Collected data:
▶

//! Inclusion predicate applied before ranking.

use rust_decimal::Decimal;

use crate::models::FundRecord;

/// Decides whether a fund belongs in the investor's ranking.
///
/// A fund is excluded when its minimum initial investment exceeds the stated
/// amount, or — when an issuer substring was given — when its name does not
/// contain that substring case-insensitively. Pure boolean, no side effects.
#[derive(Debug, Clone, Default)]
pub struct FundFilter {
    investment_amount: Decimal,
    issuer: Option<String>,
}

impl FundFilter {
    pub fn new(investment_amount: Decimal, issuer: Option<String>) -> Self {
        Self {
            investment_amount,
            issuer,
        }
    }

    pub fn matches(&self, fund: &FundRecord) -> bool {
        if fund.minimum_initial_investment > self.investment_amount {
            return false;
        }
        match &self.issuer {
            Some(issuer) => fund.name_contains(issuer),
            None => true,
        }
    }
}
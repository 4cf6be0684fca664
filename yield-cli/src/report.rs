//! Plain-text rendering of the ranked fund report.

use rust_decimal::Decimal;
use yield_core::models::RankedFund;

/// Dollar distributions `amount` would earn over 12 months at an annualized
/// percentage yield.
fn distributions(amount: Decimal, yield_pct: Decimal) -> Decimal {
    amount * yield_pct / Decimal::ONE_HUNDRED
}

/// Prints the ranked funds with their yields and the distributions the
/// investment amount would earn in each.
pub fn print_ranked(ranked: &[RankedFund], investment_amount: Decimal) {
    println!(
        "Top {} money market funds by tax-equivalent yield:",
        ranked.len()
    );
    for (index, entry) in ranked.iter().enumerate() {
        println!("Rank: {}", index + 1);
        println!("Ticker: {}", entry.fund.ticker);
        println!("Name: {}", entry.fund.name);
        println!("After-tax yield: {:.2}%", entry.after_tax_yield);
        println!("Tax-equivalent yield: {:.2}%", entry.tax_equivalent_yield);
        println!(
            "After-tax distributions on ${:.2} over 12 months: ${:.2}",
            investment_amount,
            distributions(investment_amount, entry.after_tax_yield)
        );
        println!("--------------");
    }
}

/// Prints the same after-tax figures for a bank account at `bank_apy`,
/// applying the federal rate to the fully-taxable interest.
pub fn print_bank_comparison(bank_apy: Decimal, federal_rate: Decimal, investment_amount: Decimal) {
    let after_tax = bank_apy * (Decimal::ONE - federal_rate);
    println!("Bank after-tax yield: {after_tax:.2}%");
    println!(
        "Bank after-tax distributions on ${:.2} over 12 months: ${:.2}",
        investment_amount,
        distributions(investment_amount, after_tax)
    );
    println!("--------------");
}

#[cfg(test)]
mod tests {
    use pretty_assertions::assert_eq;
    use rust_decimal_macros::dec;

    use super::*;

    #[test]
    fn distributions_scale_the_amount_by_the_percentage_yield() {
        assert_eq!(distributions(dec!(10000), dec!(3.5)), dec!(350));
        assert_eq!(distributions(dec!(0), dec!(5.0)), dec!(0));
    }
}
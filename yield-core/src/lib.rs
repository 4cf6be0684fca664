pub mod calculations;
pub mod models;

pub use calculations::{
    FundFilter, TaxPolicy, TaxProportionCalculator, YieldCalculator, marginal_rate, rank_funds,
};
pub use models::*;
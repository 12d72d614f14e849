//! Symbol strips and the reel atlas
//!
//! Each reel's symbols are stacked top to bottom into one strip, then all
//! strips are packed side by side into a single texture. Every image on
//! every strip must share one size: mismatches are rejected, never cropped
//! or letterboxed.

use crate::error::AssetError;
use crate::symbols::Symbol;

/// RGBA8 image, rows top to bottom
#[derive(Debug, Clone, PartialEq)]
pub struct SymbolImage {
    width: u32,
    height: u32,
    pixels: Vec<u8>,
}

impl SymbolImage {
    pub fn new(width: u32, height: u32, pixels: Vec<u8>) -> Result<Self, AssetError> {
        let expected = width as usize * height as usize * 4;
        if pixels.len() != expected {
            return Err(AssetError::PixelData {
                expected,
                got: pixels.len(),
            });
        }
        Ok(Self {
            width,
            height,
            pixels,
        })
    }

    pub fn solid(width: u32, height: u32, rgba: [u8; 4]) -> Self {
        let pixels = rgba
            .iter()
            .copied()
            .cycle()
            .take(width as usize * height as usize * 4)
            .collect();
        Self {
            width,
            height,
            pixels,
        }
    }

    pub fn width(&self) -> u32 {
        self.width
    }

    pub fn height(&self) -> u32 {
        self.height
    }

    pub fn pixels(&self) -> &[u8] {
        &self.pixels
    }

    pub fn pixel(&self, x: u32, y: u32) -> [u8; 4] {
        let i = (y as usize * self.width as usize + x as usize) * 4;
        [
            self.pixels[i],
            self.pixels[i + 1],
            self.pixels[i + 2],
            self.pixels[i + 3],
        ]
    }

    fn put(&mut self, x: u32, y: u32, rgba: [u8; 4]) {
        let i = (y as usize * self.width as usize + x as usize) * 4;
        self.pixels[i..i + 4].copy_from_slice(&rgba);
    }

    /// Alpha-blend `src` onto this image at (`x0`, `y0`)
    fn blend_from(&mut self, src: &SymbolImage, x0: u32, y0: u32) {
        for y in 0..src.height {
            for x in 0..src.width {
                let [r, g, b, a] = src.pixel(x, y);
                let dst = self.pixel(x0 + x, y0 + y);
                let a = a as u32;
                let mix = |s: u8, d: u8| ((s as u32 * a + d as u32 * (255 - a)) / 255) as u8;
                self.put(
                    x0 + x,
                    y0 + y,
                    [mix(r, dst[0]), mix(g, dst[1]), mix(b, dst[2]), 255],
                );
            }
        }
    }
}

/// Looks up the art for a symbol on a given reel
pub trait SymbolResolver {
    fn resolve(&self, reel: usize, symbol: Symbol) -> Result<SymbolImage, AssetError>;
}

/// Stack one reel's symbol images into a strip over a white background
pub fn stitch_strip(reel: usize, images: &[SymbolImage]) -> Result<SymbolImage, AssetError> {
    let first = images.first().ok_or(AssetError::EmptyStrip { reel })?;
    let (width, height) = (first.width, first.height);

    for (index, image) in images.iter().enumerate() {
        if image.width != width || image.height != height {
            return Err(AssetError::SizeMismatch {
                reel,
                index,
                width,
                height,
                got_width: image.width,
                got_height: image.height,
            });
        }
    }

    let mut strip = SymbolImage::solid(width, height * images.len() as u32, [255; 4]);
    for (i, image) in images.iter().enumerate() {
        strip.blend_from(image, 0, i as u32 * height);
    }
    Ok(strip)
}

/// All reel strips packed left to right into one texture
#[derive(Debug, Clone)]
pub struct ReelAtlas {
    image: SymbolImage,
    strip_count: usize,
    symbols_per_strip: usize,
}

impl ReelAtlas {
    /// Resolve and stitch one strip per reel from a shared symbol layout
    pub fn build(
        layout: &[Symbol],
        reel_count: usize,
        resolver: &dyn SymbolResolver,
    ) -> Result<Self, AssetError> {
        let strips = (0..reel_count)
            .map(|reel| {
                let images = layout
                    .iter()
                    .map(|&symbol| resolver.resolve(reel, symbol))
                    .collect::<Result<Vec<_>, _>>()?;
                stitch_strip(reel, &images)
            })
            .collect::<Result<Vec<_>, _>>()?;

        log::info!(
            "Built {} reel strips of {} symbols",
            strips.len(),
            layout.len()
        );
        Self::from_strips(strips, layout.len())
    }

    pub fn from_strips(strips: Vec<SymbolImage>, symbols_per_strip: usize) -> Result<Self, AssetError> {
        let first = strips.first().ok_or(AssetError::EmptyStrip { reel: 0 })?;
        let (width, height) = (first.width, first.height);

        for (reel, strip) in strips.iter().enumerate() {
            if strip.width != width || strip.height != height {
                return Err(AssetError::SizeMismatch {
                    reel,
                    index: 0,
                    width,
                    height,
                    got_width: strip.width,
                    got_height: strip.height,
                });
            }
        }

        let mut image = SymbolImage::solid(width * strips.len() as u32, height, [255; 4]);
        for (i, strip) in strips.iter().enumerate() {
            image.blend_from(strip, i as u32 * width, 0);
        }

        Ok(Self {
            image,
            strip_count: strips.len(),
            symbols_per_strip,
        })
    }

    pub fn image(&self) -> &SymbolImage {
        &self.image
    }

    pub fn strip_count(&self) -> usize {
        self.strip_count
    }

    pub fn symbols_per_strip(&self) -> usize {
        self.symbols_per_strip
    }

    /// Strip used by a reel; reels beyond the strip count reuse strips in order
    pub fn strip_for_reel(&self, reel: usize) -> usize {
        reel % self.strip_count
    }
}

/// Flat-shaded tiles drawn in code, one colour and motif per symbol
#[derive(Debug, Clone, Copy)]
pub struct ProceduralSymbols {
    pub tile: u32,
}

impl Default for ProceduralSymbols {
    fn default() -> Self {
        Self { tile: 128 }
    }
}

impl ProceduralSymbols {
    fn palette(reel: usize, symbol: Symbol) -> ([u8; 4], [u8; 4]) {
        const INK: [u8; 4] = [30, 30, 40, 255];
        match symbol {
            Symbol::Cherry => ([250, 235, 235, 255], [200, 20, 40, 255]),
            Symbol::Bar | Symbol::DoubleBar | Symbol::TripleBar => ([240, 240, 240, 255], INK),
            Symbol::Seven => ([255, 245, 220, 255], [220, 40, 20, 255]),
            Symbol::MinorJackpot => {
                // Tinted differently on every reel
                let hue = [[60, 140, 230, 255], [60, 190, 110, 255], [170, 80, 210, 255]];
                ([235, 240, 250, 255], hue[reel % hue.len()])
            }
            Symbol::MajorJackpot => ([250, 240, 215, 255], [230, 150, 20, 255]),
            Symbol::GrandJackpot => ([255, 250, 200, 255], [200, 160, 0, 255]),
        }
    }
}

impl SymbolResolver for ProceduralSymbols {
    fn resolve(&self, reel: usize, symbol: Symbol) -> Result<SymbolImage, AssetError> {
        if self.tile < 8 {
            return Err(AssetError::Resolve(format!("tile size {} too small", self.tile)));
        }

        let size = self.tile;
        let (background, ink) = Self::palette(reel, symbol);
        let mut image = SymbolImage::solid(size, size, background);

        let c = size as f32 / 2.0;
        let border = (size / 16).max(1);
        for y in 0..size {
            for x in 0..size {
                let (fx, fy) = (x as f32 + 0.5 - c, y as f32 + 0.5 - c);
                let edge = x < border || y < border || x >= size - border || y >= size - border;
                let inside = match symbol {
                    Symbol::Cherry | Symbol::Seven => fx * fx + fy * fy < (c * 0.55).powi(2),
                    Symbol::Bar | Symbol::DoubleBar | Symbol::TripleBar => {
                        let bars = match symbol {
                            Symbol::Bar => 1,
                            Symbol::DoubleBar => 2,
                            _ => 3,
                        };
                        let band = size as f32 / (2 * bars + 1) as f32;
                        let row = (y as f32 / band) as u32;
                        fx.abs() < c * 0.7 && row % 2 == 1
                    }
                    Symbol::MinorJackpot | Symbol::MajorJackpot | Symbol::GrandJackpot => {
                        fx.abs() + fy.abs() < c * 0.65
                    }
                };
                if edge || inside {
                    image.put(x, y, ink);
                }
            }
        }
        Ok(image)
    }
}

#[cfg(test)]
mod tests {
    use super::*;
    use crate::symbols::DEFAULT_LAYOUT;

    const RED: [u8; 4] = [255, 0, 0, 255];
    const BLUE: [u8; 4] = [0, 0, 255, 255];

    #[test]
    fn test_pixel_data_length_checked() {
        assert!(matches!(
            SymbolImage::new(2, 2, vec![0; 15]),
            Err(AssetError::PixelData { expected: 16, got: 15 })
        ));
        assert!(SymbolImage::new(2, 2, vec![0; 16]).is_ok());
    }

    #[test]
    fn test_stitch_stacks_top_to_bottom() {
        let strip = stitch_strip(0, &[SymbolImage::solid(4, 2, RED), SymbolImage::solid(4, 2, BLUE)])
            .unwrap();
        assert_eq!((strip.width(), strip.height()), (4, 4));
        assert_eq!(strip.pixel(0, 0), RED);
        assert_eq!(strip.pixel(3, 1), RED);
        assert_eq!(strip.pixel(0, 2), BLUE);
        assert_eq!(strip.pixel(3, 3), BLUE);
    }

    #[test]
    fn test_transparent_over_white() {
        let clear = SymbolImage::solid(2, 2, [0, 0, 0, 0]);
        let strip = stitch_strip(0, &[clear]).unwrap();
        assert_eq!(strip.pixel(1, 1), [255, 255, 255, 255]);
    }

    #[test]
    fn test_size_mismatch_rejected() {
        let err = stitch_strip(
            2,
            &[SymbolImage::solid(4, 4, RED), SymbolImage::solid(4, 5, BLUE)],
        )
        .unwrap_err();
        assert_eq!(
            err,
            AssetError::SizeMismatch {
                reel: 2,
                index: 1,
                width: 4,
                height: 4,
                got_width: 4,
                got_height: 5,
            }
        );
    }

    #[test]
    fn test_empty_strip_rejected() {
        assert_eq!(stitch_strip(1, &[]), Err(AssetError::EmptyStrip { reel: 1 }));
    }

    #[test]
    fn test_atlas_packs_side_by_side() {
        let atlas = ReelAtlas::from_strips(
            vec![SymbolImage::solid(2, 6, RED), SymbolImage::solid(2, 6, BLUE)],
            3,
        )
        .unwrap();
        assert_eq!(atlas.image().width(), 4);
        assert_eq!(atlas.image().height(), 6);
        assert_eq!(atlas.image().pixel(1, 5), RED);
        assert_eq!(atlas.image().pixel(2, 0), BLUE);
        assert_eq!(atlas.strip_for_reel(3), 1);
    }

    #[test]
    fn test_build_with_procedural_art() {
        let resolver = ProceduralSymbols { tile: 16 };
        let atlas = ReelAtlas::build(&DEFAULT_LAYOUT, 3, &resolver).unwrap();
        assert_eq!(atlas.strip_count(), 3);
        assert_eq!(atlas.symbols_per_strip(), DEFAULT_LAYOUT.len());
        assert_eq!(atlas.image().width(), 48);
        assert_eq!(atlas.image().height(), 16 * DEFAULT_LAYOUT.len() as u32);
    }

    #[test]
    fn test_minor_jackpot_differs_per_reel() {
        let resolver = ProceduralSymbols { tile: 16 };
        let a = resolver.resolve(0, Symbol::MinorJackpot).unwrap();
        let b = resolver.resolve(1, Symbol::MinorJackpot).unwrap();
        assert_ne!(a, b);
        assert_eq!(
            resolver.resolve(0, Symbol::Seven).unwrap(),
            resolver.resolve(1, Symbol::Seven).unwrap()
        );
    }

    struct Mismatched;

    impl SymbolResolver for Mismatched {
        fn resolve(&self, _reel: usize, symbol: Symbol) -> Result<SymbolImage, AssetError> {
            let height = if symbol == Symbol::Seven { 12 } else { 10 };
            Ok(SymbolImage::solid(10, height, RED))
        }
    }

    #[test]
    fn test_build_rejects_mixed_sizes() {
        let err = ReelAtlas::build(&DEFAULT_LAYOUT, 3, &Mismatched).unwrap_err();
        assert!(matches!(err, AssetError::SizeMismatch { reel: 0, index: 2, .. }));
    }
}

◀

TASK GOAL:
Find the lines in the data that include "Cherry", then copy each of them.

FINAL ANSWER:
            Symbol::Cherry => ([250, 235, 235, 255], [200, 20, 40, 255]),
                    Symbol::Cherry | Symbol::Seven => fx * fx + fy * fy < (c * 0.55).powi(2),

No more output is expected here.